Write-Output "Test2"
}
function Test1 {
[cmdletBinding()]
param(
)
"Test"
"Test2"
}
function TestWrite {
[cmdletBinding()]
param(
)
Write-Host "Test"
Write-Host "Test2"
}
$TestOutput = Test
$TestOutput
$TestOutput.Count
$TestOutput = Test1
$TestOutput
$TestOutput.Count
$TestOutput = TestWrite
$TestOutput
$TestOutput.Count
I am not sure if it would be useful to get a bunch of strings from a command. If anything you can always use Write-Host to display to console, and then use [PSCustomObject]
to actually return data to user that is "eatable"
function TestWrite {
[cmdletBinding()]
param(
)
Write-Host "Test"
Write-Host "Test2"
[PSCustomObject] @{
Test = "Test"
Test2 = "Test2"
}
}
If however your intention was as is - sorry :-) Just ignore me
The other one:
function Find-UNCScripts {
[CmdletBinding()]
param(
[Parameter(Mandatory = $true)]
[array]$LogonScripts
)
$UNCFiles = @()
foreach ($script in $LogonScripts) {
$UNCFiles += Get-Content $script.FullName | Select-String -Pattern '\\.*\.\w+' | foreach {$_.Matches.Value}
}
Write-Verbose "[+] UNC scripts:"
$UNCFiles | ForEach-Object {
Write-Verbose -Message "$_"
}
return $UNCFiles
}
You can simplify it:
$UNCFiles = foreach ($script in $LogonScripts) {
Get-Content $script.FullName | Select-String -Pattern '\\.*\.\w+' | ForEach-Object { $_.Matches.Value }
}
It's better, more readable and faster. You could also do:
[Array] $UNCFiles = foreach ($script in $LogonScripts) {
Get-Content $script.FullName | Select-String -Pattern '\\.*\.\w+' | ForEach-Object { $_.Matches.Value }
}
This one makes sure that regardless if you have one entry in array or 0 or 5 the 'Count' always works.

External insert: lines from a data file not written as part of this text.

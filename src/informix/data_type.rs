use crate::constant::SqlType;

/// Column and parameter types of the Informix wire protocol
#[repr(u16)]
#[derive(Debug, Clone, Copy, PartialEq, Eq, Hash)]
pub enum InformixDataType {
    Char = 0x0000,
    Integer = 0x0002,
    Serial = 0x0006,
    VarChar = 0x000D,
}

impl InformixDataType {
    pub fn from_code(code: u16) -> Option<Self> {
        match code {
            0x0000 => Some(Self::Char),
            0x0002 => Some(Self::Integer),
            0x0006 => Some(Self::Serial),
            0x000D => Some(Self::VarChar),
            _ => None,
        }
    }

    pub fn code(self) -> u16 {
        self as u16
    }

    pub fn sql_type(self) -> SqlType {
        match self {
            Self::Char => SqlType::Char,
            Self::Integer | Self::Serial => SqlType::Integer,
            Self::VarChar => SqlType::VarChar,
        }
    }

    /// Whether every value takes the same number of row bytes
    pub fn is_constant_length(self) -> bool {
        !matches!(self, Self::VarChar)
    }

    /// Length bytes a row carries in front of the value
    pub fn response_length_bytes(self) -> usize {
        match self {
            Self::VarChar => 1,
            Self::Char | Self::Integer | Self::Serial => 0,
        }
    }

    /// Length bytes written in front of a parameter value
    pub fn update_length_bytes(self) -> usize {
        match self {
            Self::Char => 2,
            Self::VarChar => 1,
            Self::Integer | Self::Serial => 0,
        }
    }

    pub fn is_string(self) -> bool {
        matches!(self, Self::Char | Self::VarChar)
    }

    /// Row bytes a value of declared `length` can take
    pub fn row_bytes(self, length: u32) -> usize {
        match self {
            Self::Integer | Self::Serial => 4,
            Self::Char | Self::VarChar => length as usize + self.response_length_bytes(),
        }
    }
}
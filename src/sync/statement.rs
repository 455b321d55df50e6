use crate::error::{Error, Result};
use crate::protocol::connection::SqlExecution;
use crate::protocol::data::Owner;
use crate::protocol::database::DatabaseProtocol;
use crate::share::{Sharing, Unsynchronized};
use crate::sync::conn::ProtocolCell;
use crate::sync::result_set::ResultSet;

/// Outcome of [`Statement::execute`]
pub enum ExecuteResult<P: DatabaseProtocol, S: Sharing = Unsynchronized> {
    ResultSet(ResultSet<P, S>),
    UpdateCount(u32),
    None,
}

/// Executes plain SQL text on its connection
pub struct Statement<P: DatabaseProtocol, S: Sharing = Unsynchronized> {
    protocol: ProtocolCell<P, S>,
    id: u64,
    closed: bool,
}

impl<P: DatabaseProtocol, S: Sharing> Statement<P, S> {
    pub(crate) fn new(protocol: ProtocolCell<P, S>, id: u64) -> Self {
        Self {
            protocol,
            id,
            closed: false,
        }
    }

    fn owner(&self) -> Owner {
        Owner::Statement(self.id)
    }

    fn check_open(&self) -> Result<()> {
        if self.closed {
            return Err(Error::AlreadyClosed);
        }
        Ok(())
    }

    pub fn is_closed(&self) -> bool {
        self.closed
    }

    pub fn execute_query(&self, sql: &str) -> Result<ResultSet<P, S>> {
        self.check_open()?;
        let (id, cell) = S::with(&self.protocol, |p| p.execute_query(self.owner(), sql))?;
        Ok(ResultSet::new(self.protocol.clone(), id, cell))
    }

    pub fn execute_update(&self, sql: &str) -> Result<u32> {
        self.check_open()?;
        S::with(&self.protocol, |p| p.execute_update(sql))
    }

    /// Execute `sql` whatever it produces
    pub fn execute(&self, sql: &str) -> Result<ExecuteResult<P, S>> {
        self.check_open()?;
        let execution = S::with(&self.protocol, |p| p.execute_sql(self.owner(), sql))?;
        Ok(match execution {
            SqlExecution::ResultSet(id, cell) => {
                ExecuteResult::ResultSet(ResultSet::new(self.protocol.clone(), id, cell))
            }
            SqlExecution::UpdateCount(count) => ExecuteResult::UpdateCount(count),
            SqlExecution::None => ExecuteResult::None,
        })
    }

    /// Close the statement along with the result sets it produced
    pub fn close(&mut self) -> Result<()> {
        self.check_open()?;
        self.closed = true;
        S::with(&self.protocol, |p| p.close_result_sets_of(self.owner()))
    }
}
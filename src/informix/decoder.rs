use std::sync::Arc;

use crate::cache::shared_str;
use crate::col::ResultColumn;
use crate::error::{Error, Result};
use crate::informix::data_type::InformixDataType;
use crate::protocol::decoder::RowDecoder;
use crate::protocol::primitive::{read_bytes, read_int_1, read_int_2, read_int_4, read_int_8, tail_at};
use crate::value::{Date, Time, Timestamp, Value};

type Column = ResultColumn<InformixDataType>;

/// Row layout of Informix results
///
/// Values follow each other without separators. Constant-length columns take
/// their declared size; a VARCHAR value is one length byte and then the bytes.
#[derive(Debug, Default, Clone, Copy)]
pub struct InformixRowDecoder;

impl InformixRowDecoder {
    pub fn new() -> Self {
        Self
    }

    /// UTF-8 bytes of a string value starting at `offset`
    fn string_bytes<'a>(&self, row: &'a [u8], offset: usize, column: &Column) -> Result<&'a [u8]> {
        let data = tail_at(row, offset)?;
        let (bytes, _) = match column.data_type() {
            InformixDataType::Char => read_bytes(data, column.max_length() as usize)?,
            InformixDataType::VarChar => {
                let (len, rest) = read_int_1(data)?;
                read_bytes(rest, usize::from(len))?
            }
            other => return Err(Error::unsupported(format!("string decode of {:?}", other))),
        };
        Ok(bytes)
    }

    fn str<'a>(&self, row: &'a [u8], offset: usize, column: &Column) -> Result<&'a str> {
        let bytes = self.string_bytes(row, offset, column)?;
        simdutf8::basic::from_utf8(bytes).map_err(|_e| {
            Error::protocol(format!("column {:?} is not valid UTF-8", column.name()))
        })
    }
}

impl RowDecoder for InformixRowDecoder {
    type DataType = InformixDataType;

    fn find_row_column_offset(&self, columns: &[Column], index: usize, row: &[u8]) -> Result<usize> {
        let preceding = columns.get(..index).ok_or_else(|| {
            Error::BadUsageError(format!(
                "column index {} out of range for {} columns",
                index,
                columns.len()
            ))
        })?;
        let mut offset = 0;
        for column in preceding {
            offset += match column.data_type() {
                data_type if data_type.is_constant_length() => column.num_row_bytes(),
                InformixDataType::VarChar => {
                    let (len, _) = read_int_1(tail_at(row, offset)?)?;
                    usize::from(len) + 1
                }
                other => {
                    return Err(Error::unsupported(format!("row offset past {:?}", other)));
                }
            };
        }
        Ok(offset)
    }

    fn decode_boolean(&self, _row: &[u8], _offset: usize, column: &Column) -> Result<bool> {
        Err(Error::unsupported(format!("boolean decode of {:?}", column.data_type())))
    }

    fn decode_byte(&self, row: &[u8], offset: usize, _column: &Column) -> Result<i8> {
        let (value, _) = read_int_1(tail_at(row, offset)?)?;
        Ok(value as i8)
    }

    fn decode_short(&self, row: &[u8], offset: usize, _column: &Column) -> Result<i16> {
        let (value, _) = read_int_2(tail_at(row, offset)?)?;
        Ok(value as i16)
    }

    fn decode_int(&self, row: &[u8], offset: usize, _column: &Column) -> Result<i32> {
        let (value, _) = read_int_4(tail_at(row, offset)?)?;
        Ok(value as i32)
    }

    fn decode_long(&self, row: &[u8], offset: usize, _column: &Column) -> Result<i64> {
        let (value, _) = read_int_8(tail_at(row, offset)?)?;
        Ok(value as i64)
    }

    fn decode_float(&self, row: &[u8], offset: usize, _column: &Column) -> Result<f32> {
        let (bits, _) = read_int_4(tail_at(row, offset)?)?;
        Ok(f32::from_bits(bits))
    }

    fn decode_double(&self, row: &[u8], offset: usize, _column: &Column) -> Result<f64> {
        let (bits, _) = read_int_8(tail_at(row, offset)?)?;
        Ok(f64::from_bits(bits))
    }

    fn decode_string(&self, row: &[u8], offset: usize, column: &Column) -> Result<Arc<str>> {
        self.str(row, offset, column).map(shared_str)
    }

    fn decode_bytes(&self, _row: &[u8], _offset: usize, column: &Column) -> Result<Vec<u8>> {
        Err(Error::unsupported(format!("bytes decode of {:?}", column.data_type())))
    }

    fn decode_date(&self, _row: &[u8], _offset: usize, column: &Column) -> Result<Date> {
        Err(Error::unsupported(format!("date decode of {:?}", column.data_type())))
    }

    fn decode_time(&self, _row: &[u8], _offset: usize, column: &Column) -> Result<Time> {
        Err(Error::unsupported(format!("time decode of {:?}", column.data_type())))
    }

    fn decode_timestamp(&self, _row: &[u8], _offset: usize, column: &Column) -> Result<Timestamp> {
        Err(Error::unsupported(format!("timestamp decode of {:?}", column.data_type())))
    }

    fn decode_object(&self, row: &[u8], offset: usize, column: &Column) -> Result<Value> {
        match column.data_type() {
            InformixDataType::Char | InformixDataType::VarChar => {
                self.str(row, offset, column).map(Value::string)
            }
            InformixDataType::Integer | InformixDataType::Serial => {
                self.decode_int(row, offset, column).map(Value::Int)
            }
        }
    }
}
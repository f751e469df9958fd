//! Wire types exchanged with the gateway.
//!
//! | Module | Description |
//! |--------|-------------|
//! | [`content`] | Content blocks (the one open variant family) |
//! | [`chunk`] | Streamed content fragments and [`ChunkMerger`] |
//! | [`message`] | Messages, system prompt, inference input |
//! | [`response`] | Inference responses, inference chunks, acknowledgements |
//! | [`request`] | Inference request and its builder |
//! | [`tool`] | Tool definitions and tool choice |
//! | [`datapoint`] | Dataset inserts and stored datapoints |
//! | [`feedback`] | Feedback request and builder |
//! | [`evaluation`] | Dynamic evaluation runs and episodes |
//!
//! ## Example
//!
//! ```rust
//! use tensorzero_client::types::{InferenceInput, InferenceRequest, Message};
//!
//! let request = InferenceRequest::builder(InferenceInput::new(vec![Message::user("Hi")]))
//!     .function_name("basic_test")
//!     .build();
//! assert_eq!(request.function_name.as_deref(), Some("basic_test"));
//! ```

pub mod chunk;
pub mod content;
pub mod datapoint;
pub mod evaluation;
pub mod feedback;
pub mod message;
pub mod request;
pub mod response;
pub mod tool;

pub use chunk::{ChunkMerger, ContentBlockChunk, TextChunk, ThoughtChunk, ToolCallChunk};
pub use content::{
    ContentBlock, FileBase64, FileUrl, ImageBase64, ImageUrl, RawText, Text, Thought, ToolCall,
    ToolResult, UnknownContentBlock,
};
pub use datapoint::{
    ChatDatapointInsert, Datapoint, DatapointInsert, JsonDatapointInsert, ListDatapointsRequest,
};
pub use evaluation::{DynamicEvaluationRunEpisodeRequest, DynamicEvaluationRunRequest};
pub use feedback::{FeedbackRequest, FeedbackRequestBuilder};
pub use message::{InferenceInput, Message, MessageRole, System};
pub use request::{ExtraBody, InferenceRequest, InferenceRequestBuilder};
pub use response::{
    ChatChunk, ChatInferenceResponse, DynamicEvaluationRunEpisodeResponse,
    DynamicEvaluationRunResponse, FeedbackResponse, FinishReason, InferenceChunk,
    InferenceResponse, JsonChunk, JsonInferenceOutput, JsonInferenceResponse, Usage,
};
pub use tool::{Tool, ToolChoice, ToolParams};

When you use += on @() you're rebuilding array every time. For small runs it doesn't matter but if you loop long enough it will slow down considerably.
Finally you don't have to use 'return XYZ' if it's in the end of the function. Just use $UncFiles and it will return it as an object. return XYZ makes most sense if it's in the middle somewhere.
Have fun :) And sorry for interupting.
@PrzemyslawKlys I really appreciate you taking the time to look at my ugly code. :) Thank you for the advice and recommended changes. I've implemented all of them (729b7b7). I do plan to make the output a bit nicer in the form of an object as well as some other enhancements. Once again, thank you!